He flipped off the lights and walked out into the warm night. Was there someplace to eat? He was hungry. There was a waitress at a place near the Pantheon who’d flirted with him the night before but she couldn’t still be working at this hour. And he refused to eat based on sex that might possibly maybe happen someday if he got ridiculously lucky. Not.

He headed in that direction anyway. There were lots of restaurants and he wasn’t ready for sleep, no matter the company line. L Corp wouldn’t be monitoring
managers
. At least, not him specifically. At least, he didn’t think so.

The Coliseum shown through the dark streets like the world’s grandest jack 0’lantern. Lowery cut through a grove of trees across the street and under brick arches extending from one of several hundred local churches. From God’s power to man’s—that was the progression of the human race.

When Rome was the center of the European world, it built three churches a block to God’s glory—now the cathedral on Tiber Island was decommissioned, a conference center for businessmen and politicians to hold polite dinners and divvy up their worldly scraps—financial aid, military assistance, the strings-attached charity of the World Bank. The early Christians had received communion in church; so had his mother, probably last week. Lowery, a man with no active God, had gone to the center several times in the past few days to receive his suggestion, the mental image that he passed on to his charges in the viewing room. An image was all it took, in the Information Age, to conquer the World—an image and the power of the mind.

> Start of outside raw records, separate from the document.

//! arXiv abstract pages (`arxiv.org/abs/...`).

use super::*;

/// Extractor for arXiv.
pub(crate) struct Arxiv;

impl PaperExtractor for Arxiv {
  fn extract_title(&self, page: &Page) -> Option<String> {
    first_of_many(&page.document, "h1.title", "title").and_then(|title| clean_title(&title))
  }

  fn extract_authors(&self, page: &Page) -> Option<String> {
    let authors = first_of_many(&page.document, "div.authors", "authors")?;
    let authors = authors.trim();
    non_empty(authors.strip_prefix("Authors:").unwrap_or(authors))
  }

  fn extract_abstract(&self, page: &Page) -> Option<String> {
    let quote = select_first(&page.document, "blockquote.abstract")?;

    // Leave out the `<span class="descriptor">Abstract:</span>` label
    let text: String = quote
      .children()
      .filter_map(|node| match node.value().as_text() {
        Some(text) => Some(text.to_string()),
        None => ElementRef::wrap(node)
          .filter(|element| !element.value().classes().any(|class| class == "descriptor"))
          .map(text_of),
      })
      .collect();

    let text = text.trim_start();
    Some(text.strip_prefix("Abstract:").unwrap_or(text).to_string())
  }

  fn extract_download_link(&self, page: &Page) -> Option<String> {
    Some(page.base_url().replacen("/abs/", "/pdf/", 1))
  }
}
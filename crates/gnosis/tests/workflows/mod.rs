//! Import workflows from URL to catalog entry, served from stored pages.

use super::*;

const PAGES: [(&str, &str); 3] = [
  ("https://arxiv.org/abs/1706.03762", "arxiv.html"),
  ("http://proceedings.mlr.press/v97/kumar19a.html", "pmlr.html"),
  ("https://ieeexplore.ieee.org/document/8578843", "ieee.html"),
];

#[traced_test]
#[tokio::test]
async fn test_import_single_paper() -> TestResult<()> {
  let extractor = Extractor::with_fetcher(FixtureFetcher::new(&PAGES));
  let (db, _dir) = create_test_database().await;

  let extraction = extractor.extract("http://arxiv.org/abs/1706.03762").await?;
  assert_eq!(extraction.site(), SourceSite::Arxiv);
  assert_eq!(extraction.url(), "https://arxiv.org/abs/1706.03762");

  let draft = PaperDraft::from_extraction(extraction)?;
  assert_eq!(draft.authors, ["Ashish Vaswani", "Noam Shazeer", "Niki Parmar"]);

  let id = db.add_paper(&draft).await?;
  let stored = db.get_paper(id).await?.expect("paper was just added");
  assert_eq!(stored.title, "Attention Is All You Need");
  assert_eq!(stored.download_link, "https://arxiv.org/pdf/1706.03762");
  assert_eq!(stored.source_link, "https://arxiv.org/abs/1706.03762");
  assert_eq!(db.authors_of(id).await?.len(), 3);
  Ok(())
}

#[traced_test]
#[tokio::test]
async fn test_batch_import_and_search() -> TestResult<()> {
  let extractor = Extractor::with_fetcher(FixtureFetcher::new(&PAGES)).with_concurrency(2);
  let (db, _dir) = create_test_database().await;

  let urls = [
    PAGES[0].0,
    "https://example.com/not-a-paper",
    PAGES[1].0,
    "https://arxiv.org/abs/0000.00000",
    PAGES[2].0,
  ];
  let results = extractor.extract_many(&urls).await;
  assert_eq!(results.len(), urls.len());
  assert!(matches!(results[1], Err(GnosisError::UnsupportedSite(_))));
  assert!(matches!(results[3], Err(GnosisError::Fetch(_))));

  for result in results.into_iter().flatten() {
    db.add_paper(&PaperDraft::from_extraction(result)?).await?;
  }

  let titles: Vec<String> = db.papers().await?.into_iter().map(|p| p.title).collect();
  assert_eq!(titles, [
    "Attention Is All You Need",
    "Stabilizing Off-Policy Q-Learning via Bootstrapping Error Reduction",
    "Squeeze-and-Excitation Networks",
  ]);

  let hits = db.search("networks attention").await?;
  assert_eq!(hits[0].title, "Attention Is All You Need");
  assert_eq!(hits.len(), 2);
  Ok(())
}

#[traced_test]
#[tokio::test]
async fn test_reimport_is_rejected() -> TestResult<()> {
  let extractor = Extractor::with_fetcher(FixtureFetcher::new(&PAGES));
  let (db, _dir) = create_test_database().await;

  let draft = PaperDraft::from_extraction(extractor.extract(PAGES[1].0).await?)?;
  db.add_paper(&draft).await?;

  let again = PaperDraft::from_extraction(extractor.extract(PAGES[1].0).await?)?;
  let err = db.add_paper(&again).await.unwrap_err();
  assert!(matches!(err, GnosisError::DuplicatePaper(_)));
  assert_eq!(db.people_count().await?, 3);
  Ok(())
}

#[traced_test]
#[tokio::test]
async fn test_user_messages() -> TestResult<()> {
  let extractor = Extractor::with_fetcher(FixtureFetcher::new(&PAGES));

  let unsupported = extractor.extract("https://example.com/paper").await.unwrap_err();
  assert_eq!(unsupported.user_message(), "Source website is not supported");

  let unreachable = extractor.extract("https://arxiv.org/abs/0000.00000").await.unwrap_err();
  assert_eq!(unreachable.user_message(), "Invalid source, please try again.");

  let partial = Extractor::with_fetcher(FixtureFetcher::new(&[(
    "https://ieeexplore.ieee.org/document/1",
    "arxiv.html",
  )]))
  .extract("https://ieeexplore.ieee.org/document/1")
  .await?;
  let err = PaperDraft::from_extraction(partial).unwrap_err();
  assert_eq!(err.user_message(), "Invalid source, please try again.");
  Ok(())
}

As he crossed the next street and worked his way around the remains of Palatine Stadium, he didn’t feel much like a conqueror. Rome was a big city; wandering dark places alone at night wasn’t particularly brilliant—but then, what mugger would be looking for a muggee at  5 in the morning?

The ruins had weathered smooth like skulls, the clay red like everything else in this furnace of a city. In June, Rome remained hot all night. The arches of Domitian’s Palace towered in deep shadow, the lights at the Forum nearby placing everything else in silhouette. Jerry wanted a beer. A couple of beers. And maybe a cognac. Tomorrow was the day.

Jerry had walked this way at least twenty times, day and night, since arriving in Rome but somehow, this time, the sightlines looked different, the landmarks springing from the ground at odd angles and odder locations. Where he expected to break out of the Emperor’s overhanging confines, instead he found himself more deeply withdrawn, walled-in. Rows of bone-white pillars stood against the red clay wreckage, pointing skyward like missiles.  When he looked up for stars, clouds were gathering, swirling, too quickly and very specifically too close to him. The wind kicked up, gusting through the cavernous gaps between pillars and arches and ruins, whipping his jacket from his hands. He ran after the stupid thing, ending up even deeper in the labyrinth of ancient passageways. Ripples of lightning pulsed through the clouds—this felt just about obligatory, with all else that was happening—next had to be ghosts of Emperors long dead, Lowery both joking with himself and admitting real fear simultaneously. The atmosphere had gone deathly way too fast for real life.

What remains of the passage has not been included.